Exercise prompt
Produce as output only the lines below starting at the line with "tokio::pin!(cancel);" and continuing through the line with "nobody waits on", each one exactly as written.

Extracted information

Segment Open

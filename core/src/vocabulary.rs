/// Valid git subcommand names, as shipped by git itself.
///
/// Ordered, compiled in, and never mutated; the resolver scores a mistyped
/// token against every entry here.
pub const GIT_COMMANDS: &[&str] = &[
    "add",
    "am",
    "annotate",
    "apply",
    "archimport",
    "archive",
    "bisect",
    "blame",
    "branch",
    "bugreport",
    "bundle",
    "cat-file",
    "check-attr",
    "check-ignore",
    "check-mailmap",
    "check-ref-format",
    "checkout",
    "checkout-index",
    "cherry",
    "cherry-pick",
    "citool",
    "clean",
    "clone",
    "column",
    "commit",
    "commit-graph",
    "commit-tree",
    "config",
    "count-objects",
    "credential",
    "credential-cache",
    "credential-store",
    "cvsexportcommit",
    "cvsimport",
    "cvsserver",
    "daemon",
    "describe",
    "diff",
    "diff-files",
    "diff-index",
    "diff-tree",
    "difftool",
    "fast-export",
    "fast-import",
    "fetch",
    "fetch-pack",
    "filter-branch",
    "fmt-merge-msg",
    "for-each-ref",
    "for-each-repo",
    "format-patch",
    "fsck",
    "gc",
    "get-tar-commit-id",
    "grep",
    "gui",
    "hash-object",
    "help",
    "http-backend",
    "http-fetch",
    "http-push",
    "imap-send",
    "index-pack",
    "init",
    "instaweb",
    "interpret-trailers",
    "log",
    "ls-files",
    "ls-remote",
    "ls-tree",
    "mailinfo",
    "mailsplit",
    "maintenance",
    "merge",
    "merge-base",
    "merge-file",
    "merge-index",
    "merge-one-file",
    "merge-tree",
    "mergetool",
    "mktag",
    "mktree",
    "multi-pack-index",
    "mv",
    "name-rev",
    "notes",
    "p4",
    "pack-objects",
    "pack-redundant",
    "pack-refs",
    "patch-id",
    "prune",
    "prune-packed",
    "pull",
    "push",
    "quiltimport",
    "range-diff",
    "read-tree",
    "rebase",
    "receive-pack",
    "reflog",
    "remote",
    "repack",
    "replace",
    "request-pull",
    "rerere",
    "reset",
    "restore",
    "rev-list",
    "rev-parse",
    "revert",
    "rm",
    "send-email",
    "send-pack",
    "sh-i18n",
    "sh-setup",
    "shell",
    "shortlog",
    "show",
    "show-branch",
    "show-index",
    "show-ref",
    "sparse-checkout",
    "stage",
    "stash",
    "status",
    "stripspace",
    "submodule",
    "svn",
    "switch",
    "symbolic-ref",
    "tag",
    "unpack-file",
    "unpack-objects",
    "update-index",
    "update-ref",
    "update-server-info",
    "upload-archive",
    "upload-pack",
    "var",
    "verify-commit",
    "verify-pack",
    "verify-tag",
    "whatchanged",
    "worktree",
    "write-tree",
];
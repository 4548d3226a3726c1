//! bucketlock Common - Shared configuration, errors and logging
//!
//! This crate provides the foundational pieces used across all bucketlock components:
//! - Lease configuration and its loader
//! - Configuration error types
//! - Logging bootstrap

pub mod settings;
pub mod error;
pub mod logging;

// Re-exports for convenience
pub use settings::LeaseConfig;
pub use error::ConfigError;
pub use logging::{LoggingConfig, init_logging};

/// Default key prefix for lease markers
pub const DEFAULT_ACCESS_FILE_PREFIX: &str = "ACCESS_FILE_";

/// Default poll interval while waiting for single access (milliseconds)
pub const DEFAULT_CHECK_INTERVAL_FOR_SINGLE_ACCESS_MS: u64 = 1000;

/// Default poll interval of the termination watch cycle (milliseconds)
pub const DEFAULT_CHECK_INTERVAL_FOR_TERMINATE_ACCESS_MS: u64 = 1000;

/// Default heartbeat interval for a held token (milliseconds)
pub const DEFAULT_KEEP_ALIVE_INTERVAL_MS: u64 = 1000;

/// Largest accepted interval or staleness threshold (one week, milliseconds)
pub const MAX_INTERVAL_MS: u64 = 7 * 24 * 60 * 60 * 1000;

/// Environment variable prefix used by [`LeaseConfig::load`]
pub const ENV_PREFIX: &str = "BUCKETLOCK";
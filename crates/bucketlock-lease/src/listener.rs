//! Termination listeners and the resource seams they act on

use std::future::Future;

use async_trait::async_trait;

/// Callback invoked when another process asks for the lease.
///
/// Runs on the coordinator's watch task; an implementation must return in
/// bounded time.
#[async_trait]
pub trait TerminationListener: Send + Sync {
    async fn access_termination_requested(&self);
}

/// Any `Fn() -> impl Future` closure is a listener.
#[async_trait]
impl<F, Fut> TerminationListener for F
where
    F: Fn() -> Fut + Send + Sync,
    Fut: Future<Output = ()> + Send + 'static,
{
    async fn access_termination_requested(&self) {
        (self)().await
    }
}

/// A resource guarded by the lease that can be shut down on hand-off.
///
/// `shutdown` must be idempotent and safe to call while other operations on
/// the resource are in flight.
#[async_trait]
pub trait ProtectedResource: Send + Sync {
    async fn shutdown(&self);
}

/// A resource that can stay open but stop accepting writes.
pub trait ReadOnlyToggle: Send + Sync {
    fn set_read_only(&self, read_only: bool);
}
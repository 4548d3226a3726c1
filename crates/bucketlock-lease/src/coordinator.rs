//! Single-access lease coordinator
//!
//! Provides:
//! - Token creation with collision avoidance
//! - Reaping of markers whose owner stopped sending heartbeats
//! - Blocking, cancellable acquisition
//! - Heartbeat renewal of the held marker
//! - A watch cycle that notifies termination listeners about competing claims
//!
//! Exclusion is advisory. Two processes can both observe "no competitor"
//! within one poll window and both proceed; polling over an eventually
//! consistent listing has no stronger primitive to lean on. The watch cycle
//! narrows that window by asking the older holder to step aside.

use std::future::Future;
use std::ops::ControlFlow;
use std::sync::{Arc, Weak};
use std::time::Duration;

use bucketlock_common::{ConfigError, LeaseConfig};
use bucketlock_store::{MarkerEntry, MarkerGateway};
use chrono::{DateTime, TimeDelta, Utc};
use parking_lot::Mutex;
use rand::Rng;
use tracing::{debug, info, warn};

use crate::error::{LeaseError, Result};
use crate::listener::{ProtectedResource, ReadOnlyToggle, TerminationListener};
use crate::task::BackgroundTask;
use crate::token::LeaseToken;

/// Upper bound (exclusive) of the random token suffix
const TOKEN_SUFFIX_RANGE: u32 = 1_000_000;

/// Ownership of this coordinator's claim
#[derive(Debug)]
enum LeaseState {
    NoLease,
    Held {
        token: LeaseToken,
        heartbeat: BackgroundTask,
    },
}

impl LeaseState {
    fn token(&self) -> Option<&LeaseToken> {
        match self {
            LeaseState::NoLease => None,
            LeaseState::Held { token, .. } => Some(token),
        }
    }
}

pub(crate) struct Inner {
    config: LeaseConfig,
    gateway: Arc<dyn MarkerGateway>,
    state: tokio::sync::Mutex<LeaseState>,
    listeners: Mutex<Vec<Arc<dyn TerminationListener>>>,
    watch: Mutex<Option<BackgroundTask>>,
}

/// Coordinates single access to a bucket among independent processes.
///
/// Cloning yields another handle to the same coordinator.
#[derive(Clone)]
pub struct LeaseCoordinator {
    inner: Arc<Inner>,
}

impl std::fmt::Debug for LeaseCoordinator {
    fn fmt(&self, f: &mut std::fmt::Formatter<'_>) -> std::fmt::Result {
        f.debug_struct("LeaseCoordinator")
            .field("prefix", &self.inner.config.access_file_prefix)
            .field("bucket", &self.inner.config.bucket)
            .finish()
    }
}

impl LeaseCoordinator {
    pub fn new(config: LeaseConfig, gateway: Arc<dyn MarkerGateway>) -> Result<Self> {
        config.validate()?;
        Ok(Self {
            inner: Arc::new(Inner {
                config,
                gateway,
                state: tokio::sync::Mutex::new(LeaseState::NoLease),
                listeners: Mutex::new(Vec::new()),
                watch: Mutex::new(None),
            }),
        })
    }

    /// Create a coordinator talking to the configured bucket through `object_store`.
    ///
    /// `options` carry endpoint, region and credentials for the backend.
    pub fn connect<I, K, V>(config: LeaseConfig, options: I) -> Result<Self>
    where
        I: IntoIterator<Item = (K, V)>,
        K: AsRef<str>,
        V: Into<String>,
    {
        let gateway = bucketlock_store::connect(&config.bucket, options)?;
        Self::new(config, Arc::new(gateway))
    }

    pub(crate) fn from_inner(inner: Arc<Inner>) -> Self {
        Self { inner }
    }

    pub fn config(&self) -> &LeaseConfig {
        &self.inner.config
    }

    /// The token currently held, if any
    pub async fn current_token(&self) -> Option<LeaseToken> {
        self.inner.state.lock().await.token().cloned()
    }

    /// Whether the termination watch cycle is running
    pub fn is_watching(&self) -> bool {
        self.inner.watch.lock().is_some()
    }

    /// One scan-and-reap pass: true if no live competing marker exists.
    ///
    /// Never creates a token.
    pub async fn is_available(&self) -> Result<bool> {
        Ok(!self.check_if_other_tokens_exist_and_delete_stale().await?)
    }

    /// Reserve single access, waiting as long as another live claim exists.
    ///
    /// Returns `Ok(None)` if this coordinator's claim was released while
    /// waiting, e.g. by a termination listener.
    pub async fn wait_for_and_reserve(&self) -> Result<Option<LeaseToken>> {
        self.wait_for_and_reserve_until(std::future::pending()).await
    }

    /// Like [`Self::wait_for_and_reserve`], but gives up once `cancel` completes.
    ///
    /// Cancellation is checked on every poll; it releases the token created
    /// for this attempt and yields `Ok(None)`. Dropping the returned future
    /// while it waits releases the token in the background.
    pub async fn wait_for_and_reserve_until<F>(&self, cancel: F) -> Result<Option<LeaseToken>>
    where
        F: Future<Output = ()>,
    {
        tokio::pin!(cancel);
        let token = self.reserve_token().await?;
        // Dropping this future mid-wait must not leave a heartbeating marker
        let pending = PendingReservation::new(&token);

        let result = self.wait_while_others_hold(&token, cancel).await;
        pending.disarm();

        match result {
            Ok(true) => {
                info!(key = %token.key(), "Received and reserved single access");
                Ok(Some(token))
            }
            Ok(false) => Ok(None),
            Err(e) => {
                // Do not leave a marker behind that nobody waits on
                if let Err(release_err) = self.release_token(token.key()).await {
                    warn!(key = %token.key(), error = %release_err, "Failed to release token after error");
                }
                Err(e)
            }
        }
    }

    async fn wait_while_others_hold<F>(
        &self,
        token: &LeaseToken,
        mut cancel: std::pin::Pin<&mut F>,
    ) -> Result<bool>
    where
        F: Future<Output = ()>,
    {
        if !self.check_if_other_tokens_exist_and_delete_stale().await? {
            return Ok(true);
        }

        info!(key = %token.key(), "Active access from different client found. Waiting for single access...");
        loop {
            tokio::select! {
                biased;
                _ = &mut cancel => {
                    info!(key = %token.key(), "Interrupted while waiting for single access");
                    self.release_token(token.key()).await?;
                    return Ok(false);
                }
                _ = tokio::time::sleep(self.inner.config.check_interval_for_single_access()) => {}
            }

            if !self.holds(token.key()).await {
                info!(key = %token.key(), "Token released while waiting for single access");
                return Ok(false);
            }
            if !self.check_if_other_tokens_exist_and_delete_stale().await? {
                return Ok(true);
            }
        }
    }

    /// Register a listener for competing claims.
    ///
    /// The first registration starts the watch cycle. The cycle scans every
    /// terminate-access interval; on the first live competitor it notifies
    /// every listener once and stops.
    pub fn register_termination_listener(&self, listener: Arc<dyn TerminationListener>) {
        self.inner.listeners.lock().push(listener);
        debug!("Registered new terminate access listener");

        let mut watch = self.inner.watch.lock();
        if watch.is_none() {
            *watch = Some(self.start_watch_cycle());
            info!(
                interval_ms = self.inner.config.check_interval_for_terminate_access_ms,
                "Started terminate access watch cycle"
            );
        }
    }

    /// Shut `resource` down and release the lease once another process asks for it
    pub fn shutdown_resource_on_terminate(&self, resource: Arc<dyn ProtectedResource>) {
        let owner = Arc::downgrade(&self.inner);
        self.register_termination_listener(Arc::new(move || {
            let resource = resource.clone();
            let owner = owner.clone();
            async move {
                // Safe while stores on the resource are still running
                resource.shutdown().await;
                release_through(&owner).await;
            }
        }));
    }

    /// Switch `toggle` to read-only and release the lease once another process asks for it
    pub fn set_read_only_on_terminate(&self, toggle: Arc<dyn ReadOnlyToggle>) {
        let owner = Arc::downgrade(&self.inner);
        self.register_termination_listener(Arc::new(move || {
            let toggle = toggle.clone();
            let owner = owner.clone();
            async move {
                toggle.set_read_only(true);
                release_through(&owner).await;
            }
        }));
    }

    /// Release the held token, if any. Background heartbeats stop before the
    /// marker is deleted.
    pub async fn release(&self) -> Result<bool> {
        let held = std::mem::replace(&mut *self.inner.state.lock().await, LeaseState::NoLease);
        self.finish_release(held).await
    }

    /// Stop the watch cycle and release the held token. Calling it again is a no-op.
    pub async fn close(&self) -> Result<()> {
        let watch = self.inner.watch.lock().take();
        if let Some(watch) = watch {
            watch.stop().await;
        }
        self.release().await?;
        Ok(())
    }

    pub(crate) async fn release_token(&self, key: &str) -> Result<bool> {
        let held = {
            let mut state = self.inner.state.lock().await;
            match state.token() {
                Some(token) if token.key() == key => {
                    std::mem::replace(&mut *state, LeaseState::NoLease)
                }
                _ => return Ok(false),
            }
        };
        self.finish_release(held).await
    }

    async fn finish_release(&self, held: LeaseState) -> Result<bool> {
        match held {
            LeaseState::NoLease => Ok(false),
            LeaseState::Held { token, heartbeat } => {
                heartbeat.stop().await;
                self.inner.gateway.delete(token.key()).await?;
                info!(key = %token.key(), "Released access token");
                Ok(true)
            }
        }
    }

    async fn holds(&self, key: &str) -> bool {
        self.inner
            .state
            .lock()
            .await
            .token()
            .is_some_and(|token| token.key() == key)
    }

    /// Return the held token or write a new one under an unused name
    async fn reserve_token(&self) -> Result<LeaseToken> {
        let mut state = self.inner.state.lock().await;
        if let Some(token) = state.token() {
            return Ok(token.clone());
        }

        let key = loop {
            let candidate = self.random_key();
            if !self.inner.gateway.exists(&candidate).await? {
                break candidate;
            }
            debug!(key = %candidate, "Token name already taken");
        };

        self.inner.gateway.create_marker(&key).await?;
        info!(key = %key, "Created and wrote token to store");

        let token = LeaseToken::new(key, Arc::downgrade(&self.inner));
        let heartbeat = self.start_heartbeat(&state, token.key())?;
        *state = LeaseState::Held {
            token: token.clone(),
            heartbeat,
        };
        Ok(token)
    }

    fn random_key(&self) -> String {
        let suffix = rand::rng().random_range(0..TOKEN_SUFFIX_RANGE);
        format!("{}{:06}", self.inner.config.access_file_prefix, suffix)
    }

    fn start_heartbeat(&self, state: &LeaseState, key: &str) -> Result<BackgroundTask> {
        if let Some(held) = state.token() {
            return Err(LeaseError::HeartbeatAlreadyRunning(held.key().to_string()));
        }

        let gateway = self.inner.gateway.clone();
        let key = key.to_string();
        Ok(BackgroundTask::spawn_periodic(
            "keep-alive-token",
            self.inner.config.keep_alive_interval(),
            move || {
                let gateway = gateway.clone();
                let key = key.clone();
                async move {
                    // A failed touch is retried by the next tick
                    match gateway.create_marker(&key).await {
                        Ok(()) => debug!(key = %key, "Touched keep alive token"),
                        Err(e) => warn!(key = %key, error = %e, "Failed to touch keep alive token"),
                    }
                    ControlFlow::Continue(())
                }
            },
        ))
    }

    fn start_watch_cycle(&self) -> BackgroundTask {
        let owner = Arc::downgrade(&self.inner);
        BackgroundTask::spawn_periodic(
            "terminate-access-watch",
            self.inner.config.check_interval_for_terminate_access(),
            move || {
                let owner = owner.clone();
                async move {
                    match owner.upgrade() {
                        Some(inner) => LeaseCoordinator::from_inner(inner).watch_tick().await,
                        None => ControlFlow::Break(()),
                    }
                }
            },
        )
    }

    async fn watch_tick(&self) -> ControlFlow<()> {
        debug!("Checking if other tokens exist");
        match self.check_if_other_tokens_exist_and_delete_stale().await {
            Ok(true) => {
                // Detach first: listeners may close this coordinator, which
                // must not wait on the task running them.
                let detached = self.inner.watch.lock().take();
                drop(detached);

                let listeners = self.inner.listeners.lock().clone();
                info!(
                    listeners = listeners.len(),
                    "Other tokens exist. Notifying all listeners"
                );
                for listener in listeners {
                    listener.access_termination_requested().await;
                }
                ControlFlow::Break(())
            }
            Ok(false) => ControlFlow::Continue(()),
            Err(e) => {
                warn!(error = %e, "Terminate access check failed");
                ControlFlow::Continue(())
            }
        }
    }

    /// Scan the prefix, delete stale markers and report whether a live
    /// marker other than our own remains.
    async fn check_if_other_tokens_exist_and_delete_stale(&self) -> Result<bool> {
        let own_key = self.current_token().await.map(|t| t.key().to_string());
        let markers = self
            .inner
            .gateway
            .list_by_prefix(&self.inner.config.access_file_prefix)
            .await?;

        let deadline = stale_deadline(Utc::now(), self.inner.config.staleness_threshold())?;

        let (stale, live): (Vec<MarkerEntry>, Vec<MarkerEntry>) = markers
            .into_iter()
            .filter(|marker| own_key.as_deref() != Some(marker.key.as_str()))
            .partition(|marker| marker.is_older_than(deadline));

        for marker in &stale {
            self.inner.gateway.delete(&marker.key).await?;
            info!(key = %marker.key, last_modified = %marker.last_modified, "Deleted stale token");
        }

        Ok(!live.is_empty())
    }
}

Segment Closed

Reply
        tokio::pin!(cancel);
        let token = self.reserve_token().await?;
        // Dropping this future mid-wait must not leave a heartbeating marker
        let pending = PendingReservation::new(&token);

        let result = self.wait_while_others_hold(&token, cancel).await;
        pending.disarm();

        match result {
            Ok(true) => {
                info!(key = %token.key(), "Received and reserved single access");
                Ok(Some(token))
            }
            Ok(false) => Ok(None),
            Err(e) => {
                // Do not leave a marker behind that nobody waits on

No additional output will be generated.